Security News > 2022 > December > Ukrainian govt networks breached via trojanized Windows 10 installers
Ukrainian government entities were hacked in targeted attacks after their networks were first compromised via trojanized ISO files posing as legitimate Windows 10 installers.
While analyzing several infected devices on Ukrainian Government networks, Mandiant also spotted scheduled tasks set up in mid-July 2022 and designed to receive commands that would get executed via PowerShell.
The trojanized Windows 10 ISOs were distributed via Ukrainian and Russian language torrent file-sharing platforms, unlike similar attacks where cyber-espionage groups host payloads on their infrastructure.

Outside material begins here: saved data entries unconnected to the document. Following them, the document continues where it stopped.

use std::borrow::Borrow;
use std::collections::BTreeMap;
use std::marker::PhantomData;

use crate::cell::*;
use crate::error::Error;

use super::raw::RawIter;
use super::typed::serialize_key;
use super::{
    aug_dict_insert, aug_dict_remove_owned, build_aug_dict_from_sorted_iter, dict_get,
    read_label, read_node_extra, AugDictExtra, DictKey, SetMode,
};

/// Typed augmented dictionary with fixed length keys.
///
/// Every node stores an extra value: leaves store it before the value,
/// forks store the combination of their children extras.
///
/// # TLB scheme
///
/// ```text
/// ahm_edge#_ {n:#} {V:Type} {A:Type} {l:#} {m:#}
///   label:(HmLabel ~l n) {n = (~m) + l}
///   node:(HashmapAugNode m V A) = HashmapAug n V A;
///
/// ahmn_leaf#_ {V:Type} {A:Type} extra:A value:V = HashmapAugNode 0 V A;
/// ahmn_fork#_ {n:#} {V:Type} {A:Type} left:^(HashmapAug n V A)
///   right:^(HashmapAug n V A) extra:A = HashmapAugNode (n + 1) V A;
///
/// ahme_empty$0 {n:#} {V:Type} {A:Type} extra:A = HashmapAugE n V A;
/// ahme_root$1 {n:#} {V:Type} {A:Type} root:^(HashmapAug n V A) extra:A = HashmapAugE n V A;
/// ```
pub struct AugDict<K, A, V> {
    root: Option<Cell>,
    extra: A,
    _key: PhantomData<K>,
    _value: PhantomData<V>,
}

impl<K, A: ExactSize, V> ExactSize for AugDict<K, A, V> {
    #[inline]
    fn exact_size(&self) -> Size {
        Size {
            bits: 1,
            refs: self.root.is_some() as u8,
        } + self.extra.exact_size()
    }
}

impl<'a, K, A: Load<'a>, V> Load<'a> for AugDict<K, A, V> {
    #[inline]
    fn load_from(slice: &mut CellSlice<'a>) -> Result<Self, Error> {
        Ok(Self {
            root: ok!(<_>::load_from(slice)),
            extra: ok!(A::load_from(slice)),
            _key: PhantomData,
            _value: PhantomData,
        })
    }
}

impl<K, A: Store, V> Store for AugDict<K, A, V> {
    #[inline]
    fn store_into(&self, builder: &mut CellBuilder, context: &dyn CellContext) -> Result<(), Error> {
        ok!(self.root.store_into(builder, context));
        self.extra.store_into(builder, context)
    }
}

impl<K, A: Default, V> Default for AugDict<K, A, V> {
    #[inline]
    fn default() -> Self {
        Self::new()
    }
}

impl<K, A: Clone, V> Clone for AugDict<K, A, V> {
    fn clone(&self) -> Self {
        Self {
            root: self.root.clone(),
            extra: self.extra.clone(),
            _key: PhantomData,
            _value: PhantomData,
        }
    }
}

impl<K, A: Eq, V> Eq for AugDict<K, A, V> {}

impl<K, A: PartialEq, V> PartialEq for AugDict<K, A, V> {
    fn eq(&self, other: &Self) -> bool {
        self.root == other.root && self.extra == other.extra
    }
}

impl<K, A: std::fmt::Debug, V> std::fmt::Debug for AugDict<K, A, V> {
    fn fmt(&self, f: &mut std::fmt::Formatter<'_>) -> std::fmt::Result {
        f.debug_struct("AugDict")
            .field("root", &self.root)
            .field("extra", &self.extra)
            .finish()
    }
}

impl<K, A: Default, V> AugDict<K, A, V> {
    /// Creates an empty dictionary
    pub fn new() -> Self {
        Self {
            root: None,
            extra: A::default(),
            _key: PhantomData,
            _value: PhantomData,
        }
    }
}

impl<K, A, V> AugDict<K, A, V> {
    /// Returns `true` if the dictionary contains no elements.
    pub const fn is_empty(&self) -> bool {
        self.root.is_none()
    }

    /// Returns the underlying root cell of the dictionary.
    #[inline]
    pub const fn root(&self) -> &Option<Cell> {
        &self.root
    }

    /// Returns the root augmented value.
    #[inline]
    pub const fn root_extra(&self) -> &A {
        &self.extra
    }
}

impl<K: DictKey, A, V> AugDict<K, A, V> {
    /// Loads a non-empty dictionary from a root cell (`HashmapAug` stored inline).
    ///
    /// The root extra is taken from the root node.
    pub fn load_from_root_ext<'a>(
        slice: &mut CellSlice<'a>,
        context: &dyn CellContext,
    ) -> Result<Self, Error>
    where
        A: Load<'a>,
        V: Load<'a>,
    {
        let root = *slice;

        let label = ok!(read_label(slice, K::BITS));
        let extra = if label.size_bits() != K::BITS {
            ok!(slice.skip_first(0, 2));
            ok!(A::load_from(slice))
        } else {
            let extra = ok!(A::load_from(slice));
            ok!(V::load_from(slice));
            extra
        };

        let root_bits = root.size_bits() - slice.size_bits();
        let root_refs = root.size_refs() - slice.size_refs();

        let mut builder = CellBuilder::new();
        ok!(builder.store_slice(&ok!(root.get_prefix(root_bits, root_refs))));
        Ok(Self {
            root: Some(ok!(builder.build_ext(context))),
            extra,
            _key: PhantomData,
            _value: PhantomData,
        })
    }
}

impl<K, A, V> AugDict<K, A, V>
where
    K: Store + DictKey,
{
    /// Returns `true` if the dictionary contains a value for the specified key.
    pub fn contains_key<Q>(&self, key: Q) -> Result<bool, Error>
    where
        Q: Borrow<K>,
    {
        let key = ok!(serialize_key(key.borrow(), Cell::empty_context()));
        Ok(ok!(dict_get(self.root.as_ref(), K::BITS, key.as_data_slice())).is_some())
    }

    /// Returns the extra and the value corresponding to the key.
    pub fn get<'a, Q>(&'a self, key: Q) -> Result<Option<(A, V)>, Error>
    where
        Q: Borrow<K>,
        A: Load<'a>,
        V: Load<'a>,
    {
        let key = ok!(serialize_key(key.borrow(), Cell::empty_context()));
        match ok!(dict_get(self.root.as_ref(), K::BITS, key.as_data_slice())) {
            Some(mut slice) => {
                let extra = ok!(A::load_from(&mut slice));
                let value = ok!(V::load_from(&mut slice));
                Ok(Some((extra, value)))
            }
            None => Ok(None),
        }
    }

    /// Gets an iterator over the entries of the dictionary, sorted by key.
    /// The iterator element type is `Result<(K, A, V)>`.
    ///
    /// If the dictionary is invalid, finishes after the first invalid element,
    /// returning an error.
    pub fn iter<'a>(&'a self) -> AugIter<'a, K, A, V>
    where
        A: Load<'a>,
        V: Load<'a>,
    {
        AugIter {
            inner: RawIter::new(&self.root, K::BITS),
            _key: PhantomData,
            _values: PhantomData,
        }
    }
}

impl<K, A, V> AugDict<K, A, V>
where
    K: Store + DictKey,
    for<'a> A: AugDictExtra + Store + Load<'a>,
    V: Store,
{
    /// Builds a dictionary from a map of `(extra, value)` pairs.
    ///
    /// Entries are reordered by their serialized keys.
    pub fn try_from_btree<Q, E, T>(btree: &BTreeMap<Q, (E, T)>) -> Result<Self, Error>
    where
        Q: Borrow<K> + Ord,
        E: Borrow<A>,
        T: Borrow<V>,
    {
        let context = Cell::empty_context();

        let mut entries = Vec::with_capacity(btree.len());
        for (key, (extra, value)) in btree {
            let key = ok!(serialize_key(key.borrow(), context));
            entries.push((key, extra.borrow(), value.borrow()));
        }
        entries.sort_unstable_by(|(a, ..), (b, ..)| a.raw_data().cmp(b.raw_data()));

        let mut result = Self {
            root: ok!(build_aug_dict_from_sorted_iter(
                entries,
                K::BITS,
                A::comp_add,
                context
            )),
            extra: A::default(),
            _key: PhantomData,
            _value: PhantomData,
        };
        ok!(result.update_root_extra());
        Ok(result)
    }

    /// Sets the value associated with the key in the dictionary.
    pub fn set<Q, E, T>(&mut self, key: Q, extra: E, value: T) -> Result<bool, Error>
    where
        Q: Borrow<K>,
        E: Borrow<A>,
        T: Borrow<V>,
    {
        self.insert_impl(key.borrow(), extra.borrow(), value.borrow(), SetMode::Set)
    }

    /// Sets the value associated with the key in the dictionary
    /// only if the key was already present in it.
    pub fn replace<Q, E, T>(&mut self, key: Q, extra: E, value: T) -> Result<bool, Error>
    where
        Q: Borrow<K>,
        E: Borrow<A>,
        T: Borrow<V>,
    {
        self.insert_impl(key.borrow(), extra.borrow(), value.borrow(), SetMode::Replace)
    }

    /// Sets the value associated with key in dictionary,
    /// but only if it is not already present.
    pub fn add<Q, E, T>(&mut self, key: Q, extra: E, value: T) -> Result<bool, Error>
    where
        Q: Borrow<K>,
        E: Borrow<A>,
        T: Borrow<V>,
    {
        self.insert_impl(key.borrow(), extra.borrow(), value.borrow(), SetMode::Add)
    }

    /// Removes the value associated with key in dictionary.
    /// Returns an optional removed extra and value.
    pub fn remove<Q>(&mut self, key: Q) -> Result<Option<(A, V)>, Error>
    where
        Q: Borrow<K>,
        for<'a> V: Load<'a> + 'static,
    {
        let context = Cell::empty_context();
        let key = ok!(serialize_key(key.borrow(), context));
        let removed = ok!(aug_dict_remove_owned(
            &mut self.root,
            &mut key.as_data_slice(),
            K::BITS,
            A::comp_add,
            context
        ));

        let Some((cell, range)) = removed else {
            return Ok(None);
        };
        ok!(self.update_root_extra());

        let mut slice = ok!(range.apply(&cell));
        let extra = ok!(A::load_from(&mut slice));
        let value = ok!(V::load_from(&mut slice));
        Ok(Some((extra, value)))
    }

    fn insert_impl(&mut self, key: &K, extra: &A, value: &V, mode: SetMode) -> Result<bool, Error> {
        let context = Cell::empty_context();
        let key = ok!(serialize_key(key, context));
        let changed = ok!(aug_dict_insert(
            &mut self.root,
            &mut key.as_data_slice(),
            K::BITS,
            extra,
            value,
            mode,
            A::comp_add,
            context
        ));
        if changed {
            ok!(self.update_root_extra());
        }
        Ok(changed)
    }

    fn update_root_extra(&mut self) -> Result<(), Error> {
        self.extra = match &self.root {
            Some(root) => {
                let mut slice = ok!(read_node_extra(root.as_ref(), K::BITS));
                ok!(A::load_from(&mut slice))
            }
            None => A::default(),
        };
        Ok(())
    }
}

/// An iterator over the entries of an [`AugDict`].
pub struct AugIter<'a, K, A, V> {
    inner: RawIter<'a>,
    _key: PhantomData<K>,
    _values: PhantomData<(A, V)>,
}

impl<K, A, V> Clone for AugIter<'_, K, A, V> {
    fn clone(&self) -> Self {
        Self {
            inner: self.inner.clone(),
            _key: PhantomData,
            _values: PhantomData,
        }
    }
}

impl<'a, K, A, V> Iterator for AugIter<'a, K, A, V>
where
    K: DictKey,
    A: Load<'a>,
    V: Load<'a>,
{
    type Item = Result<(K, A, V), Error>;

    fn next(&mut self) -> Option<Self::Item> {
        match self.inner.next()? {
            Ok((key, mut slice)) => {
                let Some(key) = K::from_raw_data(key.raw_data()) else {
                    return Some(Err(self.inner.finish(Error::CellUnderflow)));
                };
                let entry = A::load_from(&mut slice)
                    .and_then(|extra| Ok((key, extra, ok!(V::load_from(&mut slice)))));
                match entry {
                    Ok(entry) => Some(Ok(entry)),
                    Err(e) => Some(Err(self.inner.finish(e))),
                }
            }
            Err(e) => Some(Err(e)),
        }
    }
}
use std::collections::HashSet;

use super::*;
use crate::boc::Boc;
use crate::cell::*;
use crate::dict::Dict;
use crate::error::Error;

fn build_chain(len: u32) -> anyhow::Result<Cell> {
    let mut cell = Cell::empty_cell();
    for i in 0..len {
        let mut builder = CellBuilder::new();
        builder.store_u32(i)?;
        builder.store_reference(cell)?;
        cell = builder.build()?;
    }
    Ok(cell)
}

#[test]
fn proof_survives_boc_roundtrip() -> anyhow::Result<()> {
    let mut dict = Dict::<u32, u64>::new();
    for i in 0..64 {
        dict.set(i, i as u64 * 1000)?;
    }

    let proof = dict.build_proof(17)?;
    let cell = CellBuilder::build_from(&proof)?;
    assert_eq!(cell.level(), 0);

    let decoded = Boc::decode(Boc::encode(cell.as_ref()))?;
    assert_eq!(decoded, cell);

    let parsed = MerkleProof::load_from(&mut decoded.as_slice_allow_exotic())?;
    assert_eq!(parsed, proof);

    let proved = Dict::<u32, u64>::from(Some(parsed.cell));
    assert_eq!(proved.get(17)?, Some(17000));
    assert_eq!(proved.get(18).unwrap_err(), Error::PrunedBranchAccess);

    Ok(())
}

#[test]
fn proof_with_hash_set_filter() -> anyhow::Result<()> {
    let root = build_chain(10)?;

    // Include only the first three cells of the chain
    let mut included = HashSet::new();
    let mut cell = root.as_ref();
    for _ in 0..3 {
        included.insert(cell.repr_hash());
        cell = cell.reference(0).unwrap();
    }

    let proof = MerkleProof::create(root.as_ref(), included).build()?;
    assert_eq!(&proof.hash, root.repr_hash());
    assert_eq!(proof.depth, 10);

    let mut cell = proof.cell.as_ref();
    for _ in 0..3 {
        assert_eq!(cell.cell_type(), CellType::Ordinary);
        cell = cell.reference(0).unwrap();
    }
    assert_eq!(cell.cell_type(), CellType::PrunedBranch);

    let mut original = root.as_ref();
    for _ in 0..3 {
        original = original.reference(0).unwrap();
    }
    assert_eq!(cell.hash(0), original.repr_hash());

    Ok(())
}

#[test]
fn include_subtree_keeps_cells() -> anyhow::Result<()> {
    let root = build_chain(5)?;
    let child_hash = *root.reference(0).unwrap().repr_hash();

    let proof = MerkleProof::create(root.as_ref(), |hash: &HashBytes| {
        if hash == &child_hash {
            FilterAction::IncludeSubtree
        } else {
            FilterAction::Include
        }
    })
    .build()?;

    // Nothing was pruned, so the proof tree is the original tree
    assert_eq!(proof.cell, root);
    Ok(())
}

#[test]
fn leaf_cells_are_never_pruned() -> anyhow::Result<()> {
    let leaf = {
        let mut builder = CellBuilder::new();
        builder.store_u8(0xaa)?;
        builder.build()?
    };
    let root = {
        let mut builder = CellBuilder::new();
        builder.store_reference(leaf.clone())?;
        builder.store_reference(build_chain(2)?)?;
        builder.build()?
    };

    let root_hash = *root.repr_hash();
    let proof = MerkleProof::create(root.as_ref(), move |hash: &HashBytes| {
        if hash == &root_hash {
            FilterAction::Include
        } else {
            FilterAction::Skip
        }
    })
    .build()?;

    assert_eq!(proof.cell.reference_cloned(0), Some(leaf));
    assert_eq!(
        proof.cell.reference(1).unwrap().cell_type(),
        CellType::PrunedBranch
    );
    Ok(())
}

#[test]
fn proof_of_merkle_proof() -> anyhow::Result<()> {
    let inner_root = build_chain(4)?;
    let inner = MerkleProof::create_for_cell(
        inner_root.as_ref(),
        inner_root.reference(0).unwrap().repr_hash(),
    )
    .build()?;
    let inner_cell = CellBuilder::build_from(&inner)?;

    let outer_root = {
        let mut builder = CellBuilder::new();
        builder.store_bit_one()?;
        builder.store_reference(inner_cell)?;
        builder.build()?
    };

    // Everything is included, so the exotic child is rebuilt as is
    let outer = MerkleProof::create(outer_root.as_ref(), |_: &HashBytes| FilterAction::Include)
        .build()?;
    assert_eq!(outer.cell, outer_root);
    Ok(())
}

While the malicious Windows 10 installers were not specifically targeting the Ukrainian government, the threat actors analyzed infected devices and performed further, more focused, attacks on those determined to belong to government entities.
The threat group behind this supply chain attack is being tracked as UNC4166, and its likely goal is to collect and steal sensitive information from Ukrainian government networks.
Since Russia's invasion of Ukraine started, multiple phishing campaigns targeting the Ukrainian government and military organizations have been tagged as APT28 operations by Google, Microsoft, and Ukraine's CERT. "The use of trojanized ISOs is novel in espionage operations and included anti-detection capabilities indicates that the actors behind this activity are security conscious and patient, as the operation would have required a significant time and resources to develop and wait for the ISO to be installed on a network of interest," Mandiant added.